__WHAT TO WORK ON__: From the records below, please repeat exactly the line that has "pub struct SeedConfig", the line that has "use std::future::IntoFuture;", and every line between them, and nothing else.

__MATERIAL FOR THIS EXERCISE__:
━━━━

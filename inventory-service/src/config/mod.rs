use serde::Deserialize;
use service_core::config as core_config;
use service_core::error::AppError;
use std::env;

#[derive(Debug, Clone, Deserialize)]
pub struct InventoryConfig {
    #[serde(flatten)]
    pub common: core_config::Config,
    pub security: SecurityConfig,
    pub seed: SeedConfig,
}

#[derive(Debug, Clone, Deserialize)]
pub struct SecurityConfig {
    /// Origins allowed to call the API from a browser.
    pub allowed_origins: Vec<String>,
}

#[derive(Debug, Clone, Deserialize)]
pub struct SeedConfig {
    /// Insert the demo catalog at startup when the store is empty.
    pub demo_items: bool,
}

impl InventoryConfig {
    pub fn load() -> Result<Self, AppError> {
        // Common config handles .env and the APP__ prefix.
        let common = core_config::Config::load()?;

        let allowed_origins = env::var("ALLOWED_ORIGINS")
            .unwrap_or_else(|_| "http://localhost:5173,http://127.0.0.1:5173".to_string())
            .split(',')
            .map(|origin| origin.trim().to_string())
            .filter(|origin| !origin.is_empty())
            .collect();

        let demo_items = env::var("SEED_DEMO_ITEMS")
            .map(|v| !matches!(v.trim(), "false" | "0" | "no"))
            .unwrap_or(true);

        Ok(InventoryConfig {
            common,
            security: SecurityConfig { allowed_origins },
            seed: SeedConfig { demo_items },
        })
    }
}
use tracing_subscriber::{layer::SubscriberExt, util::SubscriberInitExt};

/// Install the global tracing subscriber: JSON-formatted events with file
/// and line locations, filtered by `RUST_LOG` when set and by the
/// configured level otherwise. Call once at startup, before anything logs.
pub fn init_tracing(service_name: &str, log_level: &str) {
    let env_filter = tracing_subscriber::EnvFilter::try_from_default_env()
        .unwrap_or_else(|_| tracing_subscriber::EnvFilter::new(log_level));

    tracing_subscriber::registry()
        .with(env_filter)
        .with(
            tracing_subscriber::fmt::layer()
                .with_file(true)
                .with_line_number(true)
                .json()
                .flatten_event(true),
        )
        .init();

    tracing::info!(service = service_name, "Tracing initialized");
}
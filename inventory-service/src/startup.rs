use crate::config::InventoryConfig;
use crate::handlers;
use crate::services::{seed, InventoryService, InvoicingService, Store};
use axum::http::{header, HeaderName, HeaderValue, Method};
use axum::middleware::from_fn;
use axum::routing::{get, post};
use axum::Router;
use service_core::error::AppError;
use service_core::middleware::metrics::metrics_middleware;
use service_core::middleware::tracing::request_id_middleware;
use std::future::IntoFuture;
use std::net::SocketAddr;
use tokio::net::TcpListener;
use tower::ServiceBuilder;
use tower_http::cors::{AllowOrigin, CorsLayer};
use tower_http::trace::TraceLayer;

#[derive(Clone)]
pub struct AppState {
    pub config: InventoryConfig,
    pub inventory: InventoryService,
    pub invoicing: InvoicingService,
}

pub struct Application {
    port: u16,
    server: Box<dyn std::future::Future<Output = std::io::Result<()>> + Send + Unpin>,
}

impl Application {
    pub async fn build(config: InventoryConfig) -> Result<Self, AppError> {
        let store = Store::new();
        let inventory = InventoryService::new(store.clone())?;

        if config.seed.demo_items {
            seed::seed_demo_items(&inventory)?;
        }

        let invoicing = InvoicingService::new(store, inventory.clone());

        let state = AppState {
            config: config.clone(),
            inventory,
            invoicing,
        };

        let cors = build_cors(&config.security.allowed_origins)?;

        let app = Router::new()
            .route("/health", get(handlers::health_check))
            .route("/metrics", get(handlers::metrics_endpoint))
            .route(
                "/api/items",
                get(handlers::list_items).post(handlers::create_item),
            )
            .route(
                "/api/items/:item_id",
                get(handlers::get_item)
                    .put(handlers::update_item)
                    .delete(handlers::delete_item),
            )
            .route(
                "/api/items/:item_id/adjust_stock",
                post(handlers::adjust_stock),
            )
            .route(
                "/api/receipts",
                get(handlers::list_receipts).post(handlers::receive_stock),
            )
            .route(
                "/api/invoices",
                get(handlers::list_invoices).post(handlers::create_invoice),
            )
            .route(
                "/api/invoices/:invoice_id",
                get(handlers::get_invoice).put(handlers::update_invoice),
            )
            .route("/api/stats", get(handlers::get_stats))
            .layer(
                ServiceBuilder::new()
                    .layer(TraceLayer::new_for_http())
                    .layer(from_fn(request_id_middleware))
                    .layer(from_fn(metrics_middleware))
                    .layer(cors),
            )
            .with_state(state);

        let addr = SocketAddr::from(([0, 0, 0, 0], config.common.port));
        let listener = TcpListener::bind(addr).await.map_err(|e| {
            tracing::error!("Failed to bind TCP listener to {}: {}", addr, e);
            AppError::from(e)
        })?;
        let port = listener.local_addr()?.port();

        tracing::info!(port, "Listening");

        let server = axum::serve(listener, app);

        Ok(Self {
            port,
            server: Box::new(server.into_future()),
        })
    }

    pub fn port(&self) -> u16 {
        self.port
    }

    pub async fn run_until_stopped(self) -> std::io::Result<()> {
        self.server.await
    }
}

fn build_cors(allowed_origins: &[String]) -> Result<CorsLayer, AppError> {
    let origins = allowed_origins
        .iter()
        .map(|origin| {
            origin.parse::<HeaderValue>().map_err(|e| {
                AppError::ConfigError(anyhow::anyhow!("Invalid CORS origin '{}': {}", origin, e))
            })
        })
        .collect::<Result<Vec<_>, _>>()?;

    Ok(CorsLayer::new()
        .allow_origin(AllowOrigin::list(origins))
        .allow_methods([
            Method::GET,
            Method::POST,
            Method::PUT,
            Method::DELETE,
            Method::OPTIONS,
        ])
        .allow_headers([
            header::CONTENT_TYPE,
            header::AUTHORIZATION,
            HeaderName::from_static("x-actor"),
        ])
        .allow_credentials(true))
}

━━━━

__EXPECTED ANSWER__:
pub struct SeedConfig {
    /// Insert the demo catalog at startup when the store is empty.
    pub demo_items: bool,
}

impl InventoryConfig {
    pub fn load() -> Result<Self, AppError> {
        // Common config handles .env and the APP__ prefix.
        let common = core_config::Config::load()?;

        let allowed_origins = env::var("ALLOWED_ORIGINS")
            .unwrap_or_else(|_| "http://localhost:5173,http://127.0.0.1:5173".to_string())
            .split(',')
            .map(|origin| origin.trim().to_string())
            .filter(|origin| !origin.is_empty())
            .collect();

        let demo_items = env::var("SEED_DEMO_ITEMS")
            .map(|v| !matches!(v.trim(), "false" | "0" | "no"))
            .unwrap_or(true);

        Ok(InventoryConfig {
            common,
            security: SecurityConfig { allowed_origins },
            seed: SeedConfig { demo_items },
        })
    }
}
use tracing_subscriber::{layer::SubscriberExt, util::SubscriberInitExt};

/// Install the global tracing subscriber: JSON-formatted events with file
/// and line locations, filtered by `RUST_LOG` when set and by the
/// configured level otherwise. Call once at startup, before anything logs.
pub fn init_tracing(service_name: &str, log_level: &str) {
    let env_filter = tracing_subscriber::EnvFilter::try_from_default_env()
        .unwrap_or_else(|_| tracing_subscriber::EnvFilter::new(log_level));

    tracing_subscriber::registry()
        .with(env_filter)
        .with(
            tracing_subscriber::fmt::layer()
                .with_file(true)
                .with_line_number(true)
                .json()
                .flatten_event(true),
        )
        .init();

    tracing::info!(service = service_name, "Tracing initialized");
}
filename inventory-service/src/startup.rs
use crate::config::InventoryConfig;
use crate::handlers;
use crate::services::{seed, InventoryService, InvoicingService, Store};
use axum::http::{header, HeaderName, HeaderValue, Method};
use axum::middleware::from_fn;
use axum::routing::{get, post};
use axum::Router;
use service_core::error::AppError;
use service_core::middleware::metrics::metrics_middleware;
use service_core::middleware::tracing::request_id_middleware;
use std::future::IntoFuture;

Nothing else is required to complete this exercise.